┌─ RECORDED INFORMATION
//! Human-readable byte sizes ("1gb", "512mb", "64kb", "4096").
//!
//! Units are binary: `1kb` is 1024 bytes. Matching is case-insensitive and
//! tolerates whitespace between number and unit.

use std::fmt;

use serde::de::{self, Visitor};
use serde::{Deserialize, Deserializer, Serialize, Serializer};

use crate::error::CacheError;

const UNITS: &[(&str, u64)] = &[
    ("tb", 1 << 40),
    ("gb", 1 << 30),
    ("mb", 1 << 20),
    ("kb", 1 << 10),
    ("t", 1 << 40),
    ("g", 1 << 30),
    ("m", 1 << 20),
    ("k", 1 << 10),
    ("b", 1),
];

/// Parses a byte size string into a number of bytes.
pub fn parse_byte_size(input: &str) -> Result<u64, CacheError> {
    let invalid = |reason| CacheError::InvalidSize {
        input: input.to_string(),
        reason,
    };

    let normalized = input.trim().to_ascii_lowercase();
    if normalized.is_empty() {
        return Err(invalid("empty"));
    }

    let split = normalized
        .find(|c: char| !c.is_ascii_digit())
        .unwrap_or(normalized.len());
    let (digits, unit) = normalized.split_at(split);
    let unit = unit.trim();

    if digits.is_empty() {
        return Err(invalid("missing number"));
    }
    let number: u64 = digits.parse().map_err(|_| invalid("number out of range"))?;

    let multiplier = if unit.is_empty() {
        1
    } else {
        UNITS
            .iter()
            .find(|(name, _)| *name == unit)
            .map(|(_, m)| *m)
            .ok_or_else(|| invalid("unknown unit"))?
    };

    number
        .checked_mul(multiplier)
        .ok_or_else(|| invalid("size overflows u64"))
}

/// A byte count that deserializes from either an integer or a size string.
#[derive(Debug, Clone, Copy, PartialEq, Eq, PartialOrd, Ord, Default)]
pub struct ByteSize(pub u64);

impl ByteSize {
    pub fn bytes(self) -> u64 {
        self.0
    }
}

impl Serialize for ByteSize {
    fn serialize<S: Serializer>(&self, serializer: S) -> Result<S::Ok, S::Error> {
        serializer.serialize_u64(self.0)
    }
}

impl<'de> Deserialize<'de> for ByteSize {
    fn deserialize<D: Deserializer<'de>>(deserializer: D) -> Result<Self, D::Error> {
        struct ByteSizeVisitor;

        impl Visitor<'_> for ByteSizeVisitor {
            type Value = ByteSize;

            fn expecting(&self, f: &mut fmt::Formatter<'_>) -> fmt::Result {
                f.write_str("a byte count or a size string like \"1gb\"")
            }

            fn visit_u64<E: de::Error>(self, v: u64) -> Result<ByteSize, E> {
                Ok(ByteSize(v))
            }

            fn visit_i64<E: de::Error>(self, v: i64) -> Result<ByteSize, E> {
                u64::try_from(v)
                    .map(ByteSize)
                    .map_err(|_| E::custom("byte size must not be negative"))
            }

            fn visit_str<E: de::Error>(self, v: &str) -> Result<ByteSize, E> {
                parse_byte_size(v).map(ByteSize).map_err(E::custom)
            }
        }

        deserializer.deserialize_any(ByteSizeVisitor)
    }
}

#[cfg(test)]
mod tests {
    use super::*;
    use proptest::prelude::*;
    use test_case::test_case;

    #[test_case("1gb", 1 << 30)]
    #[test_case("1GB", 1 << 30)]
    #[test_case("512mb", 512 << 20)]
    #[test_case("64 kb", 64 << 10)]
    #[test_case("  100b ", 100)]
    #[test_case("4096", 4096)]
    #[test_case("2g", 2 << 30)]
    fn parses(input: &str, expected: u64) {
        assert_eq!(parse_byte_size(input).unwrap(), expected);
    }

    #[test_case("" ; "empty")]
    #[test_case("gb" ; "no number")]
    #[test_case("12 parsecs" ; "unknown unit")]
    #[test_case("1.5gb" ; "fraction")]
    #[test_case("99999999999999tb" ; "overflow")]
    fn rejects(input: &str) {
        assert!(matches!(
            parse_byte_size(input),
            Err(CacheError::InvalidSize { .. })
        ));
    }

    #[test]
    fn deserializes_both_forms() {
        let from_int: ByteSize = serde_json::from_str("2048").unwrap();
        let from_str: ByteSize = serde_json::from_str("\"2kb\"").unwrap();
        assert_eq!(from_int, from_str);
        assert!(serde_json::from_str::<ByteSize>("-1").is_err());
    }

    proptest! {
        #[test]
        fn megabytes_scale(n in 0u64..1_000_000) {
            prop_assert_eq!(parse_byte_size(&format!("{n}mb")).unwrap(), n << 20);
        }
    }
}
└─
┌─ RECORDED INFORMATION
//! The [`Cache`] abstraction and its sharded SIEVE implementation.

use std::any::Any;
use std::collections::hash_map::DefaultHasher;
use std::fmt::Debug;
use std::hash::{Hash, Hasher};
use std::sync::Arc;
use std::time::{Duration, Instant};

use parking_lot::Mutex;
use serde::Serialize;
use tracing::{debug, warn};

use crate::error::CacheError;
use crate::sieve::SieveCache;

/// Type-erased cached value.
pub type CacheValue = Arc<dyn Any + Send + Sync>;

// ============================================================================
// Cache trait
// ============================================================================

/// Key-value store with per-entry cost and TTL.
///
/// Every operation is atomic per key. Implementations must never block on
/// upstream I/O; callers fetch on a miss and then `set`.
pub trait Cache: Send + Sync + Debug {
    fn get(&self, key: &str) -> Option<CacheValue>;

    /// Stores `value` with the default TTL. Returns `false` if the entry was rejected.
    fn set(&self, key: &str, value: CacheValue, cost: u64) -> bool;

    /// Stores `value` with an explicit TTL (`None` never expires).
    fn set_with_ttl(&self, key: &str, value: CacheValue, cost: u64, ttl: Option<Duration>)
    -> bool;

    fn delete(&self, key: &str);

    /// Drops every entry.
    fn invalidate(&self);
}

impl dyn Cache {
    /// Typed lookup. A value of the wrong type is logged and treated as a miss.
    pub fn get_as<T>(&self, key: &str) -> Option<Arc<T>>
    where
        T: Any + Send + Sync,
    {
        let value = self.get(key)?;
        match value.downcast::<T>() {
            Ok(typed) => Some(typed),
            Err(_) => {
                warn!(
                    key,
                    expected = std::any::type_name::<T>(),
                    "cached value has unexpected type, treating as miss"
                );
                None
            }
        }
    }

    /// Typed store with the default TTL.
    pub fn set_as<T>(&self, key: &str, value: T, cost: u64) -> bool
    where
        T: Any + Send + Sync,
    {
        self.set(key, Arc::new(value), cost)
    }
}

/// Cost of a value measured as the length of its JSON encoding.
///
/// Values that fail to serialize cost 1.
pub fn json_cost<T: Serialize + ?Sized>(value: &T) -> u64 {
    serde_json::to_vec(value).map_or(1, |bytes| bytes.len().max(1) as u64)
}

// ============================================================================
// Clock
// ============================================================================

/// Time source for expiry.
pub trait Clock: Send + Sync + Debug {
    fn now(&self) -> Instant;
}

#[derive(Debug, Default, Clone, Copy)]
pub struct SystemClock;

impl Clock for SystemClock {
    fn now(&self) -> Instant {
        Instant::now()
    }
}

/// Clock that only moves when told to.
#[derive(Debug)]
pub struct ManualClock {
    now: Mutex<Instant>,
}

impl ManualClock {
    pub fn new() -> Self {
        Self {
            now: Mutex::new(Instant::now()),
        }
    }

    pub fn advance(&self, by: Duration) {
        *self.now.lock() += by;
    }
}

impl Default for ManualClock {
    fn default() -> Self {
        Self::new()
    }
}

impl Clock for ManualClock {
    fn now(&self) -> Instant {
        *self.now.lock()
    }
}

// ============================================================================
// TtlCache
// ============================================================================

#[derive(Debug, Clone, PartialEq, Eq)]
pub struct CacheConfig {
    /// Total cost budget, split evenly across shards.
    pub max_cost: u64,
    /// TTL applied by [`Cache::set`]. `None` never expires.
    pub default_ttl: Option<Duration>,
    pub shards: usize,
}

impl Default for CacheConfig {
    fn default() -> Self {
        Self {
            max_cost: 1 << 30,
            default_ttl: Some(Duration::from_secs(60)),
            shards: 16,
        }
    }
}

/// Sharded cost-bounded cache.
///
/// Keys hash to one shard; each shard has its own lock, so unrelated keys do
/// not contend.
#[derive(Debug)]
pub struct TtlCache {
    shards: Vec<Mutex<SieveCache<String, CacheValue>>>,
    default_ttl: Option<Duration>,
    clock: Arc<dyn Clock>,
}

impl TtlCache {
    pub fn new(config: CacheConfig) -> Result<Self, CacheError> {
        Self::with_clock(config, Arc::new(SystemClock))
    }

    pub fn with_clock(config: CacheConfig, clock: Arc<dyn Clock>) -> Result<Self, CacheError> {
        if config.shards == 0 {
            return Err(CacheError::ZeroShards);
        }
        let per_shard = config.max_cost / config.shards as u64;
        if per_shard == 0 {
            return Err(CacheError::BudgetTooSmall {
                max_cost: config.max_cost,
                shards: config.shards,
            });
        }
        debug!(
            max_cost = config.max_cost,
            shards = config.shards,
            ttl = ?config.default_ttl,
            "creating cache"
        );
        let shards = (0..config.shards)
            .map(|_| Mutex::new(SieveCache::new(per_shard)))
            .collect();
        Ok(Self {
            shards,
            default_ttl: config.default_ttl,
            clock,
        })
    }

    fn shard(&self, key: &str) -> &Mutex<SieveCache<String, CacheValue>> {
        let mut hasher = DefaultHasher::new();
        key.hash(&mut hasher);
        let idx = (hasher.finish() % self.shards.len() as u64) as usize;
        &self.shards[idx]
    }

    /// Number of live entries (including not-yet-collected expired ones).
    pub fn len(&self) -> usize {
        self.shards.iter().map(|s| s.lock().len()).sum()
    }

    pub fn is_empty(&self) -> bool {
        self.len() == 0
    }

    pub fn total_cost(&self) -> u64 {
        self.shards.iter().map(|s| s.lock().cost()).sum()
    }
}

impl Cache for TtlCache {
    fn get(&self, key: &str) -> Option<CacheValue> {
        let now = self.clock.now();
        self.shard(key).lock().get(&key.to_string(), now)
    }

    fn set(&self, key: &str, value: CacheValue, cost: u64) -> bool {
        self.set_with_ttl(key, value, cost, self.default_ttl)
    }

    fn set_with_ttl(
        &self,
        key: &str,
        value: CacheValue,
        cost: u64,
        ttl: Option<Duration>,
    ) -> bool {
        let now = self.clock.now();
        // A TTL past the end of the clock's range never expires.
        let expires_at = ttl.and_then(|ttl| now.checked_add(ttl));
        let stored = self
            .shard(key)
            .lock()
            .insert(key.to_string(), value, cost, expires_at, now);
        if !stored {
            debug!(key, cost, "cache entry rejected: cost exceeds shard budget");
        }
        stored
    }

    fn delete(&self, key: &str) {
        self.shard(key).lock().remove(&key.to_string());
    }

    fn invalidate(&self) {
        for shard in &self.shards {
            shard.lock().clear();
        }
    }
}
└─
┌─ RECORDED INFORMATION
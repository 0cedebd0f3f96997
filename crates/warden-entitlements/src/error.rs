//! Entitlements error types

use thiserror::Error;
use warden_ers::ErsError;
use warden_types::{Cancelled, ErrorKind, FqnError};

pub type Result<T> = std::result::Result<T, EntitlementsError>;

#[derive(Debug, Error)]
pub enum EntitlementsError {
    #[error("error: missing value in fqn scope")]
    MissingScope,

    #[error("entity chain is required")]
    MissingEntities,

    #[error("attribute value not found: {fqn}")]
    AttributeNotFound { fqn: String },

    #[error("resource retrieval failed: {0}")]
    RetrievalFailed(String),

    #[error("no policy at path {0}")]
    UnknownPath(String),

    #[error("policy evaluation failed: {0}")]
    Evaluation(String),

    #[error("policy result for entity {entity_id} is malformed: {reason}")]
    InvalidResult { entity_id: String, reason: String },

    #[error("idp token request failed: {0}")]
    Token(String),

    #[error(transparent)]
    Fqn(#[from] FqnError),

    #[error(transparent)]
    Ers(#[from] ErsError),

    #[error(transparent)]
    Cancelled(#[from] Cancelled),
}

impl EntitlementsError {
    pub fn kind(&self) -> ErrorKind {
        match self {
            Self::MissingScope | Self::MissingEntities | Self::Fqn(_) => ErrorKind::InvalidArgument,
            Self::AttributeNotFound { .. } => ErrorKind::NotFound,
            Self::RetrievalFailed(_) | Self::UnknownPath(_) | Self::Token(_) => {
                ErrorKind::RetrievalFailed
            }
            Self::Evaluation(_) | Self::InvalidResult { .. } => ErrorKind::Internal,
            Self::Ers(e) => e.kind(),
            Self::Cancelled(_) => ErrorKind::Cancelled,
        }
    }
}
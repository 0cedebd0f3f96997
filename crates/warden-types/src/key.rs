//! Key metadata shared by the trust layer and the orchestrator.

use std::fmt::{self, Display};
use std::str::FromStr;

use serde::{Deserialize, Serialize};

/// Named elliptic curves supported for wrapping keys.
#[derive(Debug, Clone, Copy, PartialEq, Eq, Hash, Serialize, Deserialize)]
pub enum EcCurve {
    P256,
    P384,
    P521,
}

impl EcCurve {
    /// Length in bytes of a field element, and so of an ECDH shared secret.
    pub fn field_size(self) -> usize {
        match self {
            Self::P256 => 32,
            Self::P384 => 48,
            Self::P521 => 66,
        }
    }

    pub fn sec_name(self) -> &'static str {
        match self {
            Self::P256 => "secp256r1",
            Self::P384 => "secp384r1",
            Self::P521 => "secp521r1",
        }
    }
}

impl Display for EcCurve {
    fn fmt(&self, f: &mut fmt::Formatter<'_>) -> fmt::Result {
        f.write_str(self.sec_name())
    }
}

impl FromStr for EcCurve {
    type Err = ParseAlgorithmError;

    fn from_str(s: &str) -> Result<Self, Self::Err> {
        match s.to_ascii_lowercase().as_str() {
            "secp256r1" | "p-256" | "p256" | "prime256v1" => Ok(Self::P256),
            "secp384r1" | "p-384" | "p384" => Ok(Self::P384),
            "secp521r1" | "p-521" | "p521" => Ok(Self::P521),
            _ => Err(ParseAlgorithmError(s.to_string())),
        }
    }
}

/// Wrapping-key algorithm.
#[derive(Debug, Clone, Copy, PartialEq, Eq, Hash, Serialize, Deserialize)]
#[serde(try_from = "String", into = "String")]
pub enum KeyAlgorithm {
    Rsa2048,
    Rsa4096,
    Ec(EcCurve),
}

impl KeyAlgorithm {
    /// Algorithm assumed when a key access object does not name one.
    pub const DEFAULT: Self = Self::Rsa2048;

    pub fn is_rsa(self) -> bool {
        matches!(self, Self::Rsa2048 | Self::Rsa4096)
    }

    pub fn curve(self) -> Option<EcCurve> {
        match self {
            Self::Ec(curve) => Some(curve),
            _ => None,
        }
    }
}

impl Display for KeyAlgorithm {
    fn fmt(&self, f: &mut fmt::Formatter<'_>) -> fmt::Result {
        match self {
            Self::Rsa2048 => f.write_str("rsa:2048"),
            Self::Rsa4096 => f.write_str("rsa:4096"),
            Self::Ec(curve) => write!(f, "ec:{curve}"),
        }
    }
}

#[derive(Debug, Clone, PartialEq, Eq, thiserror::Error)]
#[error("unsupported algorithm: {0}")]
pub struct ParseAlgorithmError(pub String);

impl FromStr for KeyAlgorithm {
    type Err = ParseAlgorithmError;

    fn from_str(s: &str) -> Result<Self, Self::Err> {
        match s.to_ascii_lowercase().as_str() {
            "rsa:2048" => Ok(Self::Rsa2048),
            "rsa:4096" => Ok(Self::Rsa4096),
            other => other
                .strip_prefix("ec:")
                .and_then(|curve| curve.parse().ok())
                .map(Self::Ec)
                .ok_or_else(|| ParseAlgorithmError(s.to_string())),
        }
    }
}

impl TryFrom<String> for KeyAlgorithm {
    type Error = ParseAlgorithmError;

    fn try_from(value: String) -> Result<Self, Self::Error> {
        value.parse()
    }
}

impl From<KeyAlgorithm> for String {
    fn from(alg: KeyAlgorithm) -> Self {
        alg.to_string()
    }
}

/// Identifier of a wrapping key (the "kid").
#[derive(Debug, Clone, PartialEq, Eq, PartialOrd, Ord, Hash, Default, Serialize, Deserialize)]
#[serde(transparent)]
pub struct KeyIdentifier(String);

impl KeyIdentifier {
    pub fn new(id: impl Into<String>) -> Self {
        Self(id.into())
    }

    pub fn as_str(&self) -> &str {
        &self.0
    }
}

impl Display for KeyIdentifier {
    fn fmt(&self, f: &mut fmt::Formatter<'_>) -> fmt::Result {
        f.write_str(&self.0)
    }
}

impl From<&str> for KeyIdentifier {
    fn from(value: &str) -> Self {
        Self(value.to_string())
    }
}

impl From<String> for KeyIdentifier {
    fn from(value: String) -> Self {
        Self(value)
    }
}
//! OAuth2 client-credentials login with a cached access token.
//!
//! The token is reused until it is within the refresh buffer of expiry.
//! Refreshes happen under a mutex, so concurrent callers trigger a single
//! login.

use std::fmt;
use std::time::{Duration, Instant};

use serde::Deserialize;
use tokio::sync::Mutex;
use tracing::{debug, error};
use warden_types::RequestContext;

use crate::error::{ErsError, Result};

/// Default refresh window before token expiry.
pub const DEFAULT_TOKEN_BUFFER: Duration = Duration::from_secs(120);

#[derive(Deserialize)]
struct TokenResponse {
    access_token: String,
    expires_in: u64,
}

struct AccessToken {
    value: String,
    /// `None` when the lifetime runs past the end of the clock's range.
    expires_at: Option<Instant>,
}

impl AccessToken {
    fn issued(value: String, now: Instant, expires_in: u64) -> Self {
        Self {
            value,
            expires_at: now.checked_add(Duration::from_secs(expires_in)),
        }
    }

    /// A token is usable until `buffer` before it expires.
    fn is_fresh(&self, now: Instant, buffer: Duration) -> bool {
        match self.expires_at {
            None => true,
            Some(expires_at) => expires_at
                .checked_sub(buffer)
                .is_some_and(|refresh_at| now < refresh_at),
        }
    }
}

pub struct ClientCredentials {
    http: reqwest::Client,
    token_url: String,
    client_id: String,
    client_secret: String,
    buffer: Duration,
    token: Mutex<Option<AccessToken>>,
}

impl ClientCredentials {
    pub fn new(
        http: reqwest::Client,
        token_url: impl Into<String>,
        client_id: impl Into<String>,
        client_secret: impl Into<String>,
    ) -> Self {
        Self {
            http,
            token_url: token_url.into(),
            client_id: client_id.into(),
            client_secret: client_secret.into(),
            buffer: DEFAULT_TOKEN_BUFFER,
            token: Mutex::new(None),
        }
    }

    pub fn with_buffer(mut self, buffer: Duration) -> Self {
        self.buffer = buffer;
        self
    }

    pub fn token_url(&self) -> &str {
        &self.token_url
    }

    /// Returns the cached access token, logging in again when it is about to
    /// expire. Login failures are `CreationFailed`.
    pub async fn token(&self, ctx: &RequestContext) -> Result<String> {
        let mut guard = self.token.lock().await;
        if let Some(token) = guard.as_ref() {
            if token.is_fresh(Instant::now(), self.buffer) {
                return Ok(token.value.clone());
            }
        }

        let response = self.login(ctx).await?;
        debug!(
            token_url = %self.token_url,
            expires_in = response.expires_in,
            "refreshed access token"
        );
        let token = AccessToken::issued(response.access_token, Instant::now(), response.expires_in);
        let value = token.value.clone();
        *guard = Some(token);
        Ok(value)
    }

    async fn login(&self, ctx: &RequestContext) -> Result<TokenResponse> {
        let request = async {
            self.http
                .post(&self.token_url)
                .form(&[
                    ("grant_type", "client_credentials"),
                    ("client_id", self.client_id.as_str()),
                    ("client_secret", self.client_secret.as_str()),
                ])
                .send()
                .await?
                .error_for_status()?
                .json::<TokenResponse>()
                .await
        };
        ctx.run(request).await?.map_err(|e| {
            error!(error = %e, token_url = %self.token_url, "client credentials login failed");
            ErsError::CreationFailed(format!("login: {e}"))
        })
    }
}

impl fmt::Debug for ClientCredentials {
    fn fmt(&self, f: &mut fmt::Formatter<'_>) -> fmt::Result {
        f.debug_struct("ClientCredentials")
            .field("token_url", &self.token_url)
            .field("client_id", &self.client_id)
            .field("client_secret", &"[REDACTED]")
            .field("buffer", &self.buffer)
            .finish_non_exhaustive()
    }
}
└─
WHAT THE EXERCISE ASKS:
After locating the line holding "Human-readable byte sizes" above, output exactly that line and every line after it through the line holding "impl<'de> Deserialize<'de> for". Include nothing else.

SOLUTION FOR THIS TASK:
//! Human-readable byte sizes ("1gb", "512mb", "64kb", "4096").
//!
//! Units are binary: `1kb` is 1024 bytes. Matching is case-insensitive and
//! tolerates whitespace between number and unit.

use std::fmt;

use serde::de::{self, Visitor};
use serde::{Deserialize, Deserializer, Serialize, Serializer};

use crate::error::CacheError;

const UNITS: &[(&str, u64)] = &[
    ("tb", 1 << 40),
    ("gb", 1 << 30),
    ("mb", 1 << 20),
    ("kb", 1 << 10),
    ("t", 1 << 40),
    ("g", 1 << 30),
    ("m", 1 << 20),
    ("k", 1 << 10),
    ("b", 1),
];

/// Parses a byte size string into a number of bytes.
pub fn parse_byte_size(input: &str) -> Result<u64, CacheError> {
    let invalid = |reason| CacheError::InvalidSize {
        input: input.to_string(),
        reason,
    };

    let normalized = input.trim().to_ascii_lowercase();
    if normalized.is_empty() {
        return Err(invalid("empty"));
    }

    let split = normalized
        .find(|c: char| !c.is_ascii_digit())
        .unwrap_or(normalized.len());
    let (digits, unit) = normalized.split_at(split);
    let unit = unit.trim();

    if digits.is_empty() {
        return Err(invalid("missing number"));
    }
    let number: u64 = digits.parse().map_err(|_| invalid("number out of range"))?;

    let multiplier = if unit.is_empty() {
        1
    } else {
        UNITS
            .iter()
            .find(|(name, _)| *name == unit)
            .map(|(_, m)| *m)
            .ok_or_else(|| invalid("unknown unit"))?
    };

    number
        .checked_mul(multiplier)
        .ok_or_else(|| invalid("size overflows u64"))
}

/// A byte count that deserializes from either an integer or a size string.
#[derive(Debug, Clone, Copy, PartialEq, Eq, PartialOrd, Ord, Default)]
pub struct ByteSize(pub u64);

impl ByteSize {
    pub fn bytes(self) -> u64 {
        self.0
    }
}

impl Serialize for ByteSize {
    fn serialize<S: Serializer>(&self, serializer: S) -> Result<S::Ok, S::Error> {
        serializer.serialize_u64(self.0)
    }
}

impl<'de> Deserialize<'de> for ByteSize {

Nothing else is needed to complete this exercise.